◆ **WHAT YOU WILL DO**
Extract the lines from the first line of the records below through the line containing "are deadline-driven step", inclusive, and reproduce them exactly as written.

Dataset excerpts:
-.-.-

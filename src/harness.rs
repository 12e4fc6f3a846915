//! Test mode: hardware self-test harness.
//!
//! A potentiometer moves the cursor over the test menu and the confirm
//! button starts the highlighted test. Tests are deadline-driven step
//! machines advanced once per tick, so the loop (and the lock safety
//! timer) keeps running while a test animates.
//!
//! GPS and servos are only opened inside their own test and closed as
//! soon as it ends.

use log::{info, warn};

use crate::app::events::{AppEvent, LockSource};
use crate::app::ports::{Board, EventSink};
use crate::console::SERVO_COUNT;
use crate::mode::{Devices, InputEvent};
use crate::pins;

const RELAY_ON_MS: u64 = 500;
const RELAY_OFF_MS: u64 = 200;
const LOCK_COUNTDOWN_S: u8 = 3;
const CLIMATE_SETTLE_MS: u64 = 1000;
const GPS_REDRAW_MS: u64 = 500;
const SERVO_ANGLES: [u8; 3] = [0, 90, 180];
const SERVO_HOLD_MS: u64 = 1000;
const DONE_HOLD_MS: u64 = 1000;

/// ADC span the potentiometer is divided over.
const POT_SPAN: u32 = 4096;
const POT_RESOLUTION_BITS: u8 = 12;

// ---------------------------------------------------------------------------
// Menu
// ---------------------------------------------------------------------------

#[derive(Debug, Clone, Copy, PartialEq, Eq)]
#[repr(u8)]
pub enum MenuItem {
    Relays = 0,
    Lock = 1,
    Climate = 2,
    Gps = 3,
    Servos = 4,
    Back = 5,
}

impl MenuItem {
    pub const COUNT: usize = 6;

    pub fn from_index(idx: usize) -> Self {
        match idx {
            0 => Self::Relays,
            1 => Self::Lock,
            2 => Self::Climate,
            3 => Self::Gps,
            4 => Self::Servos,
            _ => Self::Back,
        }
    }

    pub fn label(self) -> &'static str {
        match self {
            Self::Relays => "Test Relays",
            Self::Lock => "Test Lock",
            Self::Climate => "Test DHT",
            Self::Gps => "Test GPS",
            Self::Servos => "Test Servos",
            Self::Back => "Back",
        }
    }
}

/// Low-pass filtered potentiometer mapped onto equal ADC bands.
#[derive(Debug, Clone)]
pub struct MenuCursor {
    filtered: u32,
    index: Option<usize>,
    items: usize,
}

impl MenuCursor {
    pub fn new(items: usize) -> Self {
        Self {
            filtered: 0,
            index: None,
            items: items.max(1),
        }
    }

    /// Feed one raw reading. Returns the new index when it changed.
    pub fn update(&mut self, raw: u16) -> Option<usize> {
        self.filtered = (self.filtered * 7 + u32::from(raw)) / 8;
        let step = POT_SPAN / self.items as u32;
        let idx = ((self.filtered / step) as usize).min(self.items - 1);
        if self.index == Some(idx) {
            return None;
        }
        self.index = Some(idx);
        Some(idx)
    }

    pub fn index(&self) -> usize {
        self.index.unwrap_or(0)
    }

    pub fn filtered(&self) -> u32 {
        self.filtered
    }
}

// ---------------------------------------------------------------------------
// Test step machines
// ---------------------------------------------------------------------------

#[derive(Debug, Clone, Copy, PartialEq, Eq)]
pub enum TestRun {
    /// Relay `relay` (zero based) is on until `until`, then off for the gap.
    Relays { relay: usize, on: bool, until: u64 },
    /// Countdown digit shown until `until`.
    LockCountdown { remaining: u8, until: u64 },
    /// Countdown done, waiting for the safety timer to close the lock.
    LockClosing,
    ClimateSettle { until: u64 },
    /// Result on screen until Confirm.
    ClimateResult,
    Gps { next_draw: u64 },
    Servos { step: usize, until: u64 },
    /// "Done" screen, then the menu.
    Finished { until: u64 },
}

#[derive(Debug, Clone, Copy, PartialEq, Eq)]
pub enum HarnessState {
    Menu,
    Running(TestRun),
}

/// What the controller should do after a harness call.
#[derive(Debug, Clone, Copy, PartialEq, Eq)]
pub enum HarnessOutcome {
    Stay,
    ExitToMenu,
}

pub struct TestHarness {
    state: HarnessState,
    cursor: MenuCursor,
    gps_baud: u32,
    gps_bytes_per_tick: usize,
    servos_attached: bool,
    gps_open: bool,
}

impl TestHarness {
    pub fn new(gps_baud: u32, gps_bytes_per_tick: usize) -> Self {
        Self {
            state: HarnessState::Menu,
            cursor: MenuCursor::new(MenuItem::COUNT),
            gps_baud,
            gps_bytes_per_tick,
            servos_attached: false,
            gps_open: false,
        }
    }

    pub fn state(&self) -> HarnessState {
        self.state
    }

    pub fn selected(&self) -> MenuItem {
        MenuItem::from_index(self.cursor.index())
    }

    /// Pins are already claimed; only the pot needs configuring.
    pub fn enter(&mut self, hw: &mut impl Board) {
        self.state = HarnessState::Menu;
        self.cursor = MenuCursor::new(MenuItem::COUNT);
        hw.configure_adc(pins::POT_ADC_GPIO, POT_RESOLUTION_BITS);
        self.cursor.update(hw.read_adc(pins::POT_ADC_GPIO));
        self.draw_menu(hw);
    }

    /// Close whatever the running test opened.
    pub fn exit(&mut self, hw: &mut impl Board) {
        self.release_test_resources(hw);
        self.state = HarnessState::Menu;
    }

    pub fn tick(&mut self, hw: &mut impl Board, devices: &mut Devices) {
        let now = hw.now_ms();
        match self.state {
            HarnessState::Menu => {
                if self.cursor.update(hw.read_adc(pins::POT_ADC_GPIO)).is_some() {
                    self.draw_menu(hw);
                }
            }
            HarnessState::Running(run) => {
                if let Some(next) = self.step(run, now, hw, devices) {
                    self.state = next;
                }
            }
        }
    }

    pub fn handle_input(
        &mut self,
        input: InputEvent,
        hw: &mut impl Board,
        devices: &mut Devices,
        events: &mut impl EventSink,
    ) -> HarnessOutcome {
        let now = hw.now_ms();
        match (self.state, input) {
            (HarnessState::Menu, InputEvent::Confirm) => {
                let item = self.selected();
                if item == MenuItem::Back {
                    return HarnessOutcome::ExitToMenu;
                }
                info!("Test: starting {}", item.label());
                self.state = HarnessState::Running(self.start(item, now, hw, devices, events));
            }
            (HarnessState::Menu, InputEvent::Back) => return HarnessOutcome::ExitToMenu,
            (HarnessState::Running(TestRun::ClimateResult | TestRun::Gps { .. }), InputEvent::Confirm) => {
                self.release_test_resources(hw);
                self.state = self.finish(now, hw);
            }
            (HarnessState::Running(_), InputEvent::Back) => {
                info!("Test: aborted");
                self.abort(hw, devices, events);
            }
            (HarnessState::Running(_), InputEvent::Confirm) => {}
        }
        HarnessOutcome::Stay
    }

    // ── Test start ────────────────────────────────────────────

    fn start(
        &mut self,
        item: MenuItem,
        now: u64,
        hw: &mut impl Board,
        devices: &mut Devices,
        events: &mut impl EventSink,
    ) -> TestRun {
        hw.clear();
        match item {
            MenuItem::Relays => {
                hw.print_line(0, "TEST RELAYS");
                self.relay_on(0, now, hw, devices)
            }
            MenuItem::Lock => {
                hw.print_line(0, "TEST LOCK");
                hw.print_line(1, "Opening...");
                devices.lock_timer.unlock(now, &mut devices.actuators, hw);
                events.emit(&AppEvent::LockChanged { open: true, source: LockSource::SelfTest });
                hw.print_line(3, &LOCK_COUNTDOWN_S.to_string());
                hw.flush();
                TestRun::LockCountdown { remaining: LOCK_COUNTDOWN_S, until: now + 1000 }
            }
            MenuItem::Climate => {
                hw.print_line(0, "TEST DHT11");
                hw.print_line(1, "Reading...");
                hw.flush();
                TestRun::ClimateSettle { until: now + CLIMATE_SETTLE_MS }
            }
            MenuItem::Gps => {
                hw.gps_begin(self.gps_baud);
                self.gps_open = true;
                hw.print_line(0, "TEST GPS");
                hw.print_line(1, "Searching sats...");
                hw.print_line(2, "[CONFIRM] exit");
                hw.flush();
                TestRun::Gps { next_draw: now }
            }
            MenuItem::Servos => {
                for i in 0..SERVO_COUNT {
                    hw.attach_servo(i);
                }
                self.servos_attached = true;
                hw.print_line(0, "TEST SERVOS");
                self.servo_step(0, now, hw)
            }
            // Handled by the caller.
            MenuItem::Back => TestRun::Finished { until: now },
        }
    }

    // ── Per-tick advance ──────────────────────────────────────

    fn step(&mut self, run: TestRun, now: u64, hw: &mut impl Board, devices: &mut Devices) -> Option<HarnessState> {
        match run {
            TestRun::Relays { relay, on, until } if now >= until => {
                if on {
                    switch_relay(relay, false, hw, devices);
                    Some(HarnessState::Running(TestRun::Relays { relay, on: false, until: now + RELAY_OFF_MS }))
                } else if relay + 1 < crate::actuators::RELAY_COUNT {
                    Some(HarnessState::Running(self.relay_on(relay + 1, now, hw, devices)))
                } else {
                    Some(self.finish(now, hw))
                }
            }
            TestRun::LockCountdown { remaining, until } if now >= until => {
                let remaining = remaining - 1;
                if remaining == 0 {
                    return Some(HarnessState::Running(TestRun::LockClosing));
                }
                hw.print_line(3, &remaining.to_string());
                hw.flush();
                Some(HarnessState::Running(TestRun::LockCountdown { remaining, until: until + 1000 }))
            }
            TestRun::LockClosing if !devices.lock_timer.is_armed() => {
                hw.print_line(4, "Closed.");
                Some(self.finish(now, hw))
            }
            TestRun::ClimateSettle { until } if now >= until => {
                hw.clear();
                hw.print_line(0, "TEST DHT11");
                hw.print_line(1, "Results:");
                match hw.read_climate() {
                    Ok(r) => {
                        hw.print_line(2, &format!("Temp: {} C", r.temperature_c));
                        hw.print_line(3, &format!("Hum:  {} %", r.humidity_pct));
                    }
                    Err(e) => {
                        hw.print_line(2, "Sensor error!");
                        hw.print_line(3, &format!("{e}"));
                    }
                }
                hw.print_line(5, "[CONFIRM] exit");
                hw.flush();
                Some(HarnessState::Running(TestRun::ClimateResult))
            }
            TestRun::Gps { next_draw } => {
                hw.gps_pump(self.gps_bytes_per_tick);
                if now < next_draw {
                    return None;
                }
                self.draw_gps(hw);
                Some(HarnessState::Running(TestRun::Gps { next_draw: now + GPS_REDRAW_MS }))
            }
            TestRun::Servos { step, until } if now >= until => {
                if step + 1 < SERVO_ANGLES.len() {
                    Some(HarnessState::Running(self.servo_step(step + 1, now, hw)))
                } else {
                    self.release_test_resources(hw);
                    Some(self.finish(now, hw))
                }
            }
            TestRun::Finished { until } if now >= until => {
                self.draw_menu(hw);
                Some(HarnessState::Menu)
            }
            _ => None,
        }
    }

    fn relay_on(&mut self, relay: usize, now: u64, hw: &mut impl Board, devices: &mut Devices) -> TestRun {
        switch_relay(relay, true, hw, devices);
        hw.print_line(relay as u8 + 1, &format!("Relay {} ON", relay + 1));
        hw.flush();
        TestRun::Relays { relay, on: true, until: now + RELAY_ON_MS }
    }

    fn servo_step(&mut self, step: usize, now: u64, hw: &mut impl Board) -> TestRun {
        let angle = SERVO_ANGLES[step];
        for i in 0..SERVO_COUNT {
            hw.write_servo(i, angle);
        }
        hw.print_line(2, &format!("Moving to: {angle}"));
        hw.flush();
        TestRun::Servos { step, until: now + SERVO_HOLD_MS }
    }

    fn finish(&mut self, now: u64, hw: &mut impl Board) -> HarnessState {
        hw.print_line(6, "Done.");
        hw.flush();
        HarnessState::Running(TestRun::Finished { until: now + DONE_HOLD_MS })
    }

    fn abort(&mut self, hw: &mut impl Board, devices: &mut Devices, events: &mut impl EventSink) {
        self.release_test_resources(hw);
        devices.actuators.all_relays_off(hw);
        if devices.lock_timer.is_armed() || devices.actuators.lock_open() {
            devices.lock_timer.lock(&mut devices.actuators, hw);
            events.emit(&AppEvent::LockChanged { open: false, source: LockSource::SelfTest });
        }
        self.state = HarnessState::Menu;
        self.draw_menu(hw);
    }

    fn release_test_resources(&mut self, hw: &mut impl Board) {
        if self.servos_attached {
            for i in 0..SERVO_COUNT {
                hw.detach_servo(i);
            }
            self.servos_attached = false;
        }
        if self.gps_open {
            hw.gps_end();
            self.gps_open = false;
        }
    }

    // ── Drawing ───────────────────────────────────────────────

    fn draw_menu(&self, hw: &mut impl Board) {
        hw.clear();
        let selected = self.cursor.index();
        for i in 0..MenuItem::COUNT {
            let marker = if i == selected { "-> " } else { "   " };
            hw.print_line(i as u8, &format!("{marker}{}", MenuItem::from_index(i).label()));
        }
        hw.flush();
    }

    fn draw_gps(&self, hw: &mut impl Board) {
        hw.clear();
        hw.print_line(0, "TEST GPS");
        hw.print_line(1, "[CONFIRM] exit");
        hw.print_line(2, &format!("Sats: {}", hw.gps_satellites()));
        match hw.gps_fix() {
            Some(fix) => {
                hw.print_line(3, &format!("Lat: {:.5}", fix.lat));
                hw.print_line(4, &format!("Lon: {:.5}", fix.lon));
                hw.print_line(5, &format!("Alt: {:.2} m", fix.alt_m));
            }
            None => hw.print_line(3, "Pos: no fix"),
        }
        hw.flush();
    }
}

/// `relay` is zero based.
fn switch_relay(relay: usize, on: bool, hw: &mut impl Board, devices: &mut Devices) {
    if let Err(e) = devices.actuators.set_relay(hw, relay + 1, on) {
        warn!("Test: relay {}: {e}", relay + 1);
    }
}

-.-.-

◆ **REPLY**
filename src/harness.rs
repository 12e4fc6f3a846915
//! Test mode: hardware self-test harness.
//!
//! A potentiometer moves the cursor over the test menu and the confirm
//! button starts the highlighted test. Tests are deadline-driven step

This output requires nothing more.